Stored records

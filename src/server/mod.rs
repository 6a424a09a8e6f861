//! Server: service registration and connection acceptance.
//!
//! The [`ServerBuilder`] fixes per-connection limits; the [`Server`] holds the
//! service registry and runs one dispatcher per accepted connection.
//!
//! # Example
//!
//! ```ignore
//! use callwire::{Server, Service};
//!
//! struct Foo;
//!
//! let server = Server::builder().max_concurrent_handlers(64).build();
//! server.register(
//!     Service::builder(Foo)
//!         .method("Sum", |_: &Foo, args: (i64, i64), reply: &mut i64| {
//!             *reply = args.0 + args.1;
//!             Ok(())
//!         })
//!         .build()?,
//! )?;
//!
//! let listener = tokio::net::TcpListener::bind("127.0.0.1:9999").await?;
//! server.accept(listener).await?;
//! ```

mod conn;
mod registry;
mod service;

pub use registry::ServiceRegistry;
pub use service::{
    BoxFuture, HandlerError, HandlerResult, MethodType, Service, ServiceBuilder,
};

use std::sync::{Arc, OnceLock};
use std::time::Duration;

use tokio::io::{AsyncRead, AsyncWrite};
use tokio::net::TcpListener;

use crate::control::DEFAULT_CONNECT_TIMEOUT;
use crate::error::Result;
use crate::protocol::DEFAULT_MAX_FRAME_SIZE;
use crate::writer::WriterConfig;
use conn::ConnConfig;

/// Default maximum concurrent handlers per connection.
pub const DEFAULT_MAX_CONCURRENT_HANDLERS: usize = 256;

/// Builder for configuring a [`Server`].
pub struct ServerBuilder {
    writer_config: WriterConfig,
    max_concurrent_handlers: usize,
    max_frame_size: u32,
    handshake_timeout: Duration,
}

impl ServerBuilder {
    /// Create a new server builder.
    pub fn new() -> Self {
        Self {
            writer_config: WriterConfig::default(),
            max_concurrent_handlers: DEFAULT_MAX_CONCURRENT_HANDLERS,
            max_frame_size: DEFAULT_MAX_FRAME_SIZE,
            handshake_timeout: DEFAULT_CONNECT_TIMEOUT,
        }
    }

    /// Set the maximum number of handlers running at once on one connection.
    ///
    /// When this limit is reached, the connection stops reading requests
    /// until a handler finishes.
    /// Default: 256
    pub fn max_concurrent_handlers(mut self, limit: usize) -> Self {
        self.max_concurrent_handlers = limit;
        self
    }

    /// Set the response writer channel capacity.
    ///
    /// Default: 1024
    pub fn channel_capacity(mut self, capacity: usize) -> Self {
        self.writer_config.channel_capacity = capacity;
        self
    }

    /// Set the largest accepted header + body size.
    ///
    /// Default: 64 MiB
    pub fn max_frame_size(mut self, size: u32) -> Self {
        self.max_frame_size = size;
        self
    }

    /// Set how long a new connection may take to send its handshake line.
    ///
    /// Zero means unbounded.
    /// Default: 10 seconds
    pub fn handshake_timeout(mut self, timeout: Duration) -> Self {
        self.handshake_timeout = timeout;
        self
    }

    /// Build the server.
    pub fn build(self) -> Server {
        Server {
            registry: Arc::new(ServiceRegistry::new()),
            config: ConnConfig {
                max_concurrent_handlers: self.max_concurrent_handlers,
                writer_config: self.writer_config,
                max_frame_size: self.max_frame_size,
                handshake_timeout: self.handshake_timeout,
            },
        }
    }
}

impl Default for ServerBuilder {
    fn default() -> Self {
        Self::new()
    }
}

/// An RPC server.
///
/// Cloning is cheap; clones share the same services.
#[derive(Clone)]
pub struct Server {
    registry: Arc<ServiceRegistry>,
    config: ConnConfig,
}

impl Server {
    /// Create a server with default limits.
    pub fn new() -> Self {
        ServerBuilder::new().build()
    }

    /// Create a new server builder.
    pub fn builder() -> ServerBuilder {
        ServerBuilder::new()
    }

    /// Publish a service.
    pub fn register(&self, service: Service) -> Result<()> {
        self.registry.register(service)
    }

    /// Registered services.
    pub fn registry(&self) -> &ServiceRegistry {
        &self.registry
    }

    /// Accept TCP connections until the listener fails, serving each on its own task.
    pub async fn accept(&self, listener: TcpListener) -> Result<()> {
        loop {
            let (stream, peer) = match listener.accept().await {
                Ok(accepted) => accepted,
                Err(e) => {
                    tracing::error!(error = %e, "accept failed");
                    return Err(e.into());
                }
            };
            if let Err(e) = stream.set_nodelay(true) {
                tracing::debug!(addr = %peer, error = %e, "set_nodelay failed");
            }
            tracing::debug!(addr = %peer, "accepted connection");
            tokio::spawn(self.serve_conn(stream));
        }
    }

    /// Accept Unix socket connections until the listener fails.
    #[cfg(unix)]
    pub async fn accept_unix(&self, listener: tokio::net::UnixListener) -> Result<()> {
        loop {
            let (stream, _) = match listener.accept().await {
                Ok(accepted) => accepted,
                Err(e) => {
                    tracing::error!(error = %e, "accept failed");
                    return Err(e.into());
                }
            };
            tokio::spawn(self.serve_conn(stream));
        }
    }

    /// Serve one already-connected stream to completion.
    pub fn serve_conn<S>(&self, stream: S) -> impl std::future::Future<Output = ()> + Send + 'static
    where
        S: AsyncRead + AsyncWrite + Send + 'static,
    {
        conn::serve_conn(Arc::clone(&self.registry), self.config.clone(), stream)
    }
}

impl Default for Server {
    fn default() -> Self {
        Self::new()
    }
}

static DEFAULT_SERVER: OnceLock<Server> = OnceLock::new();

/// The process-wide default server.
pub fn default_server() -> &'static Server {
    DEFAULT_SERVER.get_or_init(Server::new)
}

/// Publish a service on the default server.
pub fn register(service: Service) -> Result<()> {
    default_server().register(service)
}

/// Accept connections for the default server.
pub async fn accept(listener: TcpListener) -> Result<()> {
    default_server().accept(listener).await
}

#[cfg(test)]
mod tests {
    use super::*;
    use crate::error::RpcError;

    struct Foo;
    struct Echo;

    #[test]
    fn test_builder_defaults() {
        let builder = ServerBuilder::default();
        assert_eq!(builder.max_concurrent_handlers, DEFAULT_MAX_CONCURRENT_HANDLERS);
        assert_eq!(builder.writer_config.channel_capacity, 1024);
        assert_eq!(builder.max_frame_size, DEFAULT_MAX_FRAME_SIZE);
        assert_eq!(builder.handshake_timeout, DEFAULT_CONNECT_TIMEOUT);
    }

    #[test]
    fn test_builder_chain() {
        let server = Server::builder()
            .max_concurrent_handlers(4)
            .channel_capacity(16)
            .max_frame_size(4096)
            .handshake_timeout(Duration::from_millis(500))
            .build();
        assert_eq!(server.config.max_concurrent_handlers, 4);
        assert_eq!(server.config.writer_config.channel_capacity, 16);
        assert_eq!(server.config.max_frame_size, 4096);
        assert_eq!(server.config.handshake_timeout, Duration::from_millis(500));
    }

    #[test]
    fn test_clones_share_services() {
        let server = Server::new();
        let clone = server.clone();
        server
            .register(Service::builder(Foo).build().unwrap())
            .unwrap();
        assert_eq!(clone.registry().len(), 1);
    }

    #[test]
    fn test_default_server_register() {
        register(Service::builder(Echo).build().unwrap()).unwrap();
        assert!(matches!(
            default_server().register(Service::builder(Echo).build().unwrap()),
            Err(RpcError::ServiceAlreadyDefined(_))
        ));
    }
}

> **ABOUT THIS EXERCISE**
Make a word-for-word copy of the records.

> **SOLUTION**
filename src/server/mod.rs
repository 6a424a09a8e6f861
//! Server: service registration and connection acceptance.
//!
//! The [`ServerBuilder`] fixes per-connection limits; the [`Server`] holds the
//! service registry and runs one dispatcher per accepted connection.
//!
//! # Example
//!
//! ```ignore
//! use callwire::{Server, Service};
//!
//! struct Foo;
//!
//! let server = Server::builder().max_concurrent_handlers(64).build();
//! server.register(
//!     Service::builder(Foo)
//!         .method("Sum", |_: &Foo, args: (i64, i64), reply: &mut i64| {
//!             *reply = args.0 + args.1;
//!             Ok(())
//!         })
//!         .build()?,
//! )?;
//!
//! let listener = tokio::net::TcpListener::bind("127.0.0.1:9999").await?;
//! server.accept(listener).await?;
//! ```

mod conn;
mod registry;
mod service;

pub use registry::ServiceRegistry;
pub use service::{
    BoxFuture, HandlerError, HandlerResult, MethodType, Service, ServiceBuilder,
};

use std::sync::{Arc, OnceLock};
use std::time::Duration;

use tokio::io::{AsyncRead, AsyncWrite};
use tokio::net::TcpListener;

use crate::control::DEFAULT_CONNECT_TIMEOUT;
use crate::error::Result;
use crate::protocol::DEFAULT_MAX_FRAME_SIZE;
use crate::writer::WriterConfig;
use conn::ConnConfig;

/// Default maximum concurrent handlers per connection.
pub const DEFAULT_MAX_CONCURRENT_HANDLERS: usize = 256;

/// Builder for configuring a [`Server`].
pub struct ServerBuilder {
    writer_config: WriterConfig,
    max_concurrent_handlers: usize,
    max_frame_size: u32,
    handshake_timeout: Duration,
}

impl ServerBuilder {
    /// Create a new server builder.
    pub fn new() -> Self {
        Self {
            writer_config: WriterConfig::default(),
            max_concurrent_handlers: DEFAULT_MAX_CONCURRENT_HANDLERS,
            max_frame_size: DEFAULT_MAX_FRAME_SIZE,
            handshake_timeout: DEFAULT_CONNECT_TIMEOUT,
        }
    }

    /// Set the maximum number of handlers running at once on one connection.
    ///
    /// When this limit is reached, the connection stops reading requests
    /// until a handler finishes.
    /// Default: 256
    pub fn max_concurrent_handlers(mut self, limit: usize) -> Self {
        self.max_concurrent_handlers = limit;
        self
    }

    /// Set the response writer channel capacity.
    ///
    /// Default: 1024
    pub fn channel_capacity(mut self, capacity: usize) -> Self {
        self.writer_config.channel_capacity = capacity;
        self
    }

    /// Set the largest accepted header + body size.
    ///
    /// Default: 64 MiB
    pub fn max_frame_size(mut self, size: u32) -> Self {
        self.max_frame_size = size;
        self
    }

    /// Set how long a new connection may take to send its handshake line.
    ///
    /// Zero means unbounded.
    /// Default: 10 seconds
    pub fn handshake_timeout(mut self, timeout: Duration) -> Self {
        self.handshake_timeout = timeout;
        self
    }

    /// Build the server.
    pub fn build(self) -> Server {
        Server {
            registry: Arc::new(ServiceRegistry::new()),
            config: ConnConfig {
                max_concurrent_handlers: self.max_concurrent_handlers,
                writer_config: self.writer_config,
                max_frame_size: self.max_frame_size,
                handshake_timeout: self.handshake_timeout,
            },
        }
    }
}

impl Default for ServerBuilder {
    fn default() -> Self {
        Self::new()
    }
}

/// An RPC server.
///
/// Cloning is cheap; clones share the same services.
#[derive(Clone)]
pub struct Server {
    registry: Arc<ServiceRegistry>,
    config: ConnConfig,
}

impl Server {
    /// Create a server with default limits.
    pub fn new() -> Self {
        ServerBuilder::new().build()
    }

    /// Create a new server builder.
    pub fn builder() -> ServerBuilder {
        ServerBuilder::new()
    }

    /// Publish a service.
    pub fn register(&self, service: Service) -> Result<()> {
        self.registry.register(service)
    }

    /// Registered services.
    pub fn registry(&self) -> &ServiceRegistry {
        &self.registry
    }

    /// Accept TCP connections until the listener fails, serving each on its own task.
    pub async fn accept(&self, listener: TcpListener) -> Result<()> {
        loop {
            let (stream, peer) = match listener.accept().await {
                Ok(accepted) => accepted,
                Err(e) => {
                    tracing::error!(error = %e, "accept failed");
                    return Err(e.into());
                }
            };
            if let Err(e) = stream.set_nodelay(true) {
                tracing::debug!(addr = %peer, error = %e, "set_nodelay failed");
            }
            tracing::debug!(addr = %peer, "accepted connection");
            tokio::spawn(self.serve_conn(stream));
        }
    }

    /// Accept Unix socket connections until the listener fails.
    #[cfg(unix)]
    pub async fn accept_unix(&self, listener: tokio::net::UnixListener) -> Result<()> {
        loop {
            let (stream, _) = match listener.accept().await {
                Ok(accepted) => accepted,
                Err(e) => {
                    tracing::error!(error = %e, "accept failed");
                    return Err(e.into());
                }
            };
            tokio::spawn(self.serve_conn(stream));
        }
    }

    /// Serve one already-connected stream to completion.
    pub fn serve_conn<S>(&self, stream: S) -> impl std::future::Future<Output = ()> + Send + 'static
    where
        S: AsyncRead + AsyncWrite + Send + 'static,
    {
        conn::serve_conn(Arc::clone(&self.registry), self.config.clone(), stream)
    }
}

impl Default for Server {
    fn default() -> Self {
        Self::new()
    }
}

static DEFAULT_SERVER: OnceLock<Server> = OnceLock::new();

/// The process-wide default server.
pub fn default_server() -> &'static Server {
    DEFAULT_SERVER.get_or_init(Server::new)
}

/// Publish a service on the default server.
pub fn register(service: Service) -> Result<()> {
    default_server().register(service)
}

/// Accept connections for the default server.
pub async fn accept(listener: TcpListener) -> Result<()> {
    default_server().accept(listener).await
}

#[cfg(test)]
mod tests {
    use super::*;
    use crate::error::RpcError;

    struct Foo;
    struct Echo;

    #[test]
    fn test_builder_defaults() {
        let builder = ServerBuilder::default();
        assert_eq!(builder.max_concurrent_handlers, DEFAULT_MAX_CONCURRENT_HANDLERS);
        assert_eq!(builder.writer_config.channel_capacity, 1024);
        assert_eq!(builder.max_frame_size, DEFAULT_MAX_FRAME_SIZE);
        assert_eq!(builder.handshake_timeout, DEFAULT_CONNECT_TIMEOUT);
    }

    #[test]
    fn test_builder_chain() {
        let server = Server::builder()
            .max_concurrent_handlers(4)
            .channel_capacity(16)
            .max_frame_size(4096)
            .handshake_timeout(Duration::from_millis(500))
            .build();
        assert_eq!(server.config.max_concurrent_handlers, 4);
        assert_eq!(server.config.writer_config.channel_capacity, 16);
        assert_eq!(server.config.max_frame_size, 4096);
        assert_eq!(server.config.handshake_timeout, Duration::from_millis(500));
    }

    #[test]
    fn test_clones_share_services() {
        let server = Server::new();
        let clone = server.clone();
        server
            .register(Service::builder(Foo).build().unwrap())
            .unwrap();
        assert_eq!(clone.registry().len(), 1);
    }

    #[test]
    fn test_default_server_register() {
        register(Service::builder(Echo).build().unwrap()).unwrap();
        assert!(matches!(
            default_server().register(Service::builder(Echo).build().unwrap()),
            Err(RpcError::ServiceAlreadyDefined(_))
        ));
    }
}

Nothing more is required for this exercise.